Your goal » Return every line of the data below that includes the string "listThreads".

(Saved data entries)
┄┄┄┄┄┄┄┄┄┄
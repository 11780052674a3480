//! Call `forums/listThreads` once and print the first page.
//!
//! Run:
//! `DISQUS_SECRET_KEY=<key> DISQUS_INTERFACES=interfaces.json cargo run --example list_threads`
//!
//! Optional env vars:
//! - `DISQUS_FORUM` (defaults to `disqus`)

use disqus_api::{DisqusApi, Interface, Params};

fn main() -> Result<(), Box<dyn std::error::Error>> {
    let secret_key = match std::env::var("DISQUS_SECRET_KEY") {
        Ok(value) => value,
        Err(_) => {
            eprintln!("Set DISQUS_SECRET_KEY before running this example.");
            std::process::exit(2);
        }
    };
    let interfaces =
        std::env::var("DISQUS_INTERFACES").unwrap_or_else(|_| "interfaces.json".to_owned());
    let forum = std::env::var("DISQUS_FORUM").unwrap_or_else(|_| "disqus".to_owned());

    let interface = Interface::from_json_str(&std::fs::read_to_string(interfaces)?)?;
    let api = DisqusApi::new(interface).with_secret_key(secret_key);

    let response = api
        .resource("forums/listThreads")
        .call(Params::new().with("forum", forum))?;

    match response.as_page() {
        Some(page) => {
            println!("{page}");
            println!("more pages: {}", page.cursor().more);
        }
        None => println!("{}", serde_json::to_string_pretty(&response.into_value())?),
    }
    Ok(())
}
┄┄┄┄┄┄┄┄┄┄
Solution to this task »
//! Call `forums/listThreads` once and print the first page.
        .resource("forums/listThreads")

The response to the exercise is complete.